LT: In the Company of Others is darker than your other work. Was this intentional? What inspired this novel?
JC: It was intentional. It's a dark topic. It was inspired by the damage done to the ecosystems of New Zealand by various organisms brought -- often with the best of intentions -- by early settlers. I wanted to project this into a future where we were dealing with entire planets. What would happen then? What would be the cost to us, those worlds, and what we had unleashed.
I do feel much of this book is a celebration of how we cope, as humans, with the most dire circumstances. We are an adaptable group, given any chance at all. So that part isn't so dark.
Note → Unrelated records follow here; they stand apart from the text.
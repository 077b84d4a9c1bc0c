//! HTTP service surface.
//!
//! Routes:
//! - `GET  /health`
//! - `POST /api/log`                  client audit events into the server log
//! - `POST /api/generate`             template -> base PDF
//! - `POST /api/process`              PDF -> transformed PDF
//! - `POST /api/workflow`             full orchestrated run
//! - `GET  /api/projects`             archived projects, newest first
//! - `GET  /api/projects/:trace_id`   one archived project

pub mod error;
pub mod handlers;
pub mod models;

use std::net::SocketAddr;
use std::sync::Arc;

use anyhow::Result;
use axum::{
    routing::{get, post},
    Router,
};
use tower_http::cors::{Any, CorsLayer};
use tower_http::trace::TraceLayer;
use tracing::info;

use crate::config::ResolvedConfig;
use crate::core::{Orchestrator, ProjectHistory};

pub use error::ApiError;

/// Shared state for all handlers
pub struct AppState {
    pub orchestrator: Orchestrator,
    pub history: ProjectHistory,
}

impl AppState {
    pub fn new(orchestrator: Orchestrator) -> Self {
        Self {
            orchestrator,
            history: ProjectHistory::new(),
        }
    }
}

/// Build the router
pub fn router(state: Arc<AppState>) -> Router {
    let cors = CorsLayer::new()
        .allow_origin(Any)
        .allow_methods(Any)
        .allow_headers(Any);

    Router::new()
        .route("/health", get(handlers::health))
        .route("/api/log", post(handlers::log_event))
        .route("/api/generate", post(handlers::generate))
        .route("/api/process", post(handlers::process))
        .route("/api/workflow", post(handlers::run_workflow))
        .route("/api/projects", get(handlers::list_projects))
        .route("/api/projects/:trace_id", get(handlers::get_project))
        .layer(TraceLayer::new_for_http())
        .layer(cors)
        .with_state(state)
}

/// Serve until the process is stopped
pub async fn serve(config: &ResolvedConfig, port: u16) -> Result<()> {
    if !config.service.has_credentials() {
        tracing::warn!("No cloud service credentials configured; remote calls will be rejected");
    }

    let orchestrator = Orchestrator::from_config(config)?;
    let app = router(Arc::new(AppState::new(orchestrator)));

    let addr = SocketAddr::from(([0, 0, 0, 0], port));
    info!("Starting sentinel API on http://{}", addr);

    let listener = tokio::net::TcpListener::bind(addr).await?;
    axum::serve(listener, app).await?;

    Ok(())
}
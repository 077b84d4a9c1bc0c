//! Project state and its lifecycle state machine.
//!
//! A Project is the unit of work for one workflow run. It is mutated only by
//! the orchestrator driving it; observers keep their own copy in sync by
//! merging [`ProjectPatch`]es.

use std::collections::BTreeMap;
use std::fmt;

use serde::{Deserialize, Serialize};
use thiserror::Error;
use uuid::Uuid;

use super::artifact::Artifact;
use super::events::AuditEvent;
use super::ledger::AuditLedger;
use super::operations::TransformOp;

/// A document workflow project
#[derive(Debug, Clone, PartialEq, Serialize, Deserialize)]
#[serde(rename_all = "camelCase", try_from = "ProjectRecord")]
pub struct Project {
    /// Unique identifier for this project (e.g. "FX-7QK2M")
    pub id: String,

    /// Display name
    pub name: String,

    /// Template to render
    pub template_id: String,

    /// Field values for the template
    #[serde(rename = "data")]
    pub fields: BTreeMap<String, String>,

    /// Selected post-processing operations
    #[serde(rename = "appliedServices")]
    pub operations: Vec<TransformOp>,

    /// Recipient of the signature envelope
    pub signee_email: String,

    status: ProjectStatus,

    #[serde(default, skip_serializing_if = "Option::is_none")]
    trace_id: Option<Uuid>,

    #[serde(default)]
    events: AuditLedger,

    #[serde(default, skip_serializing_if = "Option::is_none")]
    output: Option<Artifact>,
}

impl Project {
    /// Create a new project in the IDLE state
    pub fn new(
        name: impl Into<String>,
        template_id: impl Into<String>,
        fields: BTreeMap<String, String>,
        operations: Vec<TransformOp>,
        signee_email: impl Into<String>,
    ) -> Self {
        Self {
            id: generate_project_id(),
            name: name.into(),
            template_id: template_id.into(),
            fields,
            operations,
            signee_email: signee_email.into(),
            status: ProjectStatus::Idle,
            trace_id: None,
            events: AuditLedger::new(),
            output: None,
        }
    }

    pub fn status(&self) -> ProjectStatus {
        self.status
    }

    pub fn trace_id(&self) -> Option<Uuid> {
        self.trace_id
    }

    pub fn events(&self) -> &[AuditEvent] {
        self.events.events()
    }

    pub fn ledger(&self) -> &AuditLedger {
        &self.events
    }

    /// Final artifact; present iff the project is COMPLETED
    pub fn output(&self) -> Option<&Artifact> {
        self.output.as_ref()
    }

    /// Reference to the final artifact; present iff the project is COMPLETED
    pub fn output_url(&self) -> Option<String> {
        self.output.as_ref().map(Artifact::uri)
    }

    pub fn is_terminal(&self) -> bool {
        self.status.is_terminal()
    }

    /// Whether a watermark operation was selected
    pub fn has_watermark(&self) -> bool {
        self.operations.contains(&TransformOp::Watermark)
    }

    /// Move to `next`, rejecting transitions outside the table.
    ///
    /// Entering ERROR clears any output so the COMPLETED-iff-output
    /// invariant cannot be broken.
    pub fn transition(&mut self, next: ProjectStatus) -> Result<(), InvalidTransition> {
        if !self.status.can_transition_to(next) {
            return Err(InvalidTransition {
                from: self.status,
                to: next,
            });
        }
        if next == ProjectStatus::Error {
            self.output = None;
        }
        self.status = next;
        Ok(())
    }

    /// Seal the project as COMPLETED with its final artifact
    pub fn complete(&mut self, artifact: Artifact) -> Result<(), InvalidTransition> {
        self.transition(ProjectStatus::Completed)?;
        self.output = Some(artifact);
        Ok(())
    }

    pub(crate) fn assign_trace_id(&mut self, trace_id: Uuid) {
        self.trace_id = Some(trace_id);
    }

    pub(crate) fn ledger_mut(&mut self) -> &mut AuditLedger {
        &mut self.events
    }

    /// Merge an incremental update into this copy.
    ///
    /// This mirrors state published by the orchestrator; it does not
    /// re-validate transitions.
    pub fn apply_patch(&mut self, patch: &ProjectPatch) {
        if let Some(status) = patch.status {
            self.status = status;
            if status != ProjectStatus::Completed {
                self.output = None;
            }
        }
        if let Some(trace_id) = patch.trace_id {
            self.trace_id = Some(trace_id);
        }
        if let Some(ref events) = patch.events {
            self.events = events.clone();
        }
        if let Some(ref output) = patch.output {
            self.output = Some(output.clone());
        }
    }
}

/// Generate a short human-friendly project id ("FX-" + 5 chars)
fn generate_project_id() -> String {
    let simple = Uuid::new_v4().simple().to_string().to_uppercase();
    format!("FX-{}", &simple[..5])
}

/// Incremental update pushed to observers after every mutation
#[derive(Debug, Clone, Default, PartialEq, Serialize)]
#[serde(rename_all = "camelCase")]
pub struct ProjectPatch {
    #[serde(skip_serializing_if = "Option::is_none")]
    pub status: Option<ProjectStatus>,

    #[serde(skip_serializing_if = "Option::is_none")]
    pub trace_id: Option<Uuid>,

    /// Full event list as of this update
    #[serde(skip_serializing_if = "Option::is_none")]
    pub events: Option<AuditLedger>,

    #[serde(skip_serializing_if = "Option::is_none")]
    pub output: Option<Artifact>,
}

impl ProjectPatch {
    pub fn status(status: ProjectStatus) -> Self {
        Self {
            status: Some(status),
            ..Default::default()
        }
    }

    pub fn trace_id(trace_id: Uuid) -> Self {
        Self {
            trace_id: Some(trace_id),
            ..Default::default()
        }
    }

    pub fn events(events: AuditLedger) -> Self {
        Self {
            events: Some(events),
            ..Default::default()
        }
    }

    pub fn completed(output: Artifact) -> Self {
        Self {
            status: Some(ProjectStatus::Completed),
            output: Some(output),
            ..Default::default()
        }
    }
}

/// Lifecycle status of a project.
///
/// Progress is totally ordered (IDLE, GENERATING, PROCESSING, SIGNING,
/// COMPLETED); PROCESSING may be skipped, and ERROR is reachable from any
/// non-terminal state.
#[derive(Debug, Clone, Copy, PartialEq, Eq, Hash, Serialize, Deserialize)]
#[serde(rename_all = "SCREAMING_SNAKE_CASE")]
pub enum ProjectStatus {
    Idle,
    Generating,
    Processing,
    Signing,
    Completed,
    Error,
}

impl ProjectStatus {
    pub fn is_terminal(self) -> bool {
        matches!(self, Self::Completed | Self::Error)
    }

    /// Transition table
    pub fn can_transition_to(self, next: ProjectStatus) -> bool {
        use ProjectStatus::*;

        match (self, next) {
            (Idle, Generating)
            | (Generating, Processing)
            | (Generating, Signing)
            | (Processing, Signing)
            | (Signing, Completed) => true,
            (from, Error) => !from.is_terminal(),
            _ => false,
        }
    }

    pub fn as_str(self) -> &'static str {
        match self {
            Self::Idle => "IDLE",
            Self::Generating => "GENERATING",
            Self::Processing => "PROCESSING",
            Self::Signing => "SIGNING",
            Self::Completed => "COMPLETED",
            Self::Error => "ERROR",
        }
    }
}

impl Default for ProjectStatus {
    fn default() -> Self {
        Self::Idle
    }
}

impl fmt::Display for ProjectStatus {
    fn fmt(&self, f: &mut fmt::Formatter<'_>) -> fmt::Result {
        f.write_str(self.as_str())
    }
}

#[derive(Debug, Clone, Copy, PartialEq, Eq, Error)]
#[error("invalid status transition {from} -> {to}")]
pub struct InvalidTransition {
    pub from: ProjectStatus,
    pub to: ProjectStatus,
}

/// A serialized project whose state does not hold together
#[derive(Debug, Clone, PartialEq, Eq, Error)]
#[error("inconsistent project record: {0}")]
pub struct InvalidProjectRecord(pub String);

/// Wire form of [`Project`], checked before it becomes one
#[derive(Deserialize)]
#[serde(rename_all = "camelCase")]
struct ProjectRecord {
    id: String,
    name: String,
    template_id: String,
    #[serde(rename = "data", default)]
    fields: BTreeMap<String, String>,
    #[serde(rename = "appliedServices", default)]
    operations: Vec<TransformOp>,
    signee_email: String,
    #[serde(default)]
    status: ProjectStatus,
    #[serde(default)]
    trace_id: Option<Uuid>,
    #[serde(default)]
    events: AuditLedger,
    #[serde(default)]
    output: Option<Artifact>,
}

impl TryFrom<ProjectRecord> for Project {
    type Error = InvalidProjectRecord;

    fn try_from(record: ProjectRecord) -> Result<Self, Self::Error> {
        let completed = record.status == ProjectStatus::Completed;
        if record.output.is_some() != completed {
            return Err(InvalidProjectRecord(format!(
                "output must be present iff COMPLETED (status {})",
                record.status
            )));
        }
        if record.status == ProjectStatus::Idle
            && (record.trace_id.is_some() || !record.events.is_empty())
        {
            return Err(InvalidProjectRecord(
                "IDLE project carries run state".to_string(),
            ));
        }
        if record.status != ProjectStatus::Idle && record.trace_id.is_none() {
            return Err(InvalidProjectRecord(format!(
                "{} project has no trace id",
                record.status
            )));
        }
        if !record.events.is_chronological() {
            return Err(InvalidProjectRecord("events out of order".to_string()));
        }

        Ok(Self {
            id: record.id,
            name: record.name,
            template_id: record.template_id,
            fields: record.fields,
            operations: record.operations,
            signee_email: record.signee_email,
            status: record.status,
            trace_id: record.trace_id,
            events: record.events,
            output: record.output,
        })
    }
}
LT: Does Dr. Gail Smith bear any resemblance to you and your experiences as a researcher?
JC: We're both short and stubborn?. . .otherwise, the only resemblance is likely that I've always valued cross-fertilization in any field of study. I love learning. At the same time, I'm wary of specialization that excludes other bodies of knowledge. We need people who will step outside their expertise, bring their tools to other areas. A biologist's look at history. An artist's look at physics. That sort of thing.
LT: Tell us about the Quill.
JC: Ah, the Quill. I needed an organism that even an experienced and cautious biologist would overlook as a potential problem on the terraformed worlds. That was the starting point. Then, I needed an organism that could have a devastating effect on those worlds -- sudden and nasty enough that it would stall colonization in its tracks. Lastly without spoiling the story, I wanted to incorporate the search for other intelligent life and its consequences for our movement into space.
LT: Your stories are filled with memorable characters, detail, and complex worlds. Where do you start?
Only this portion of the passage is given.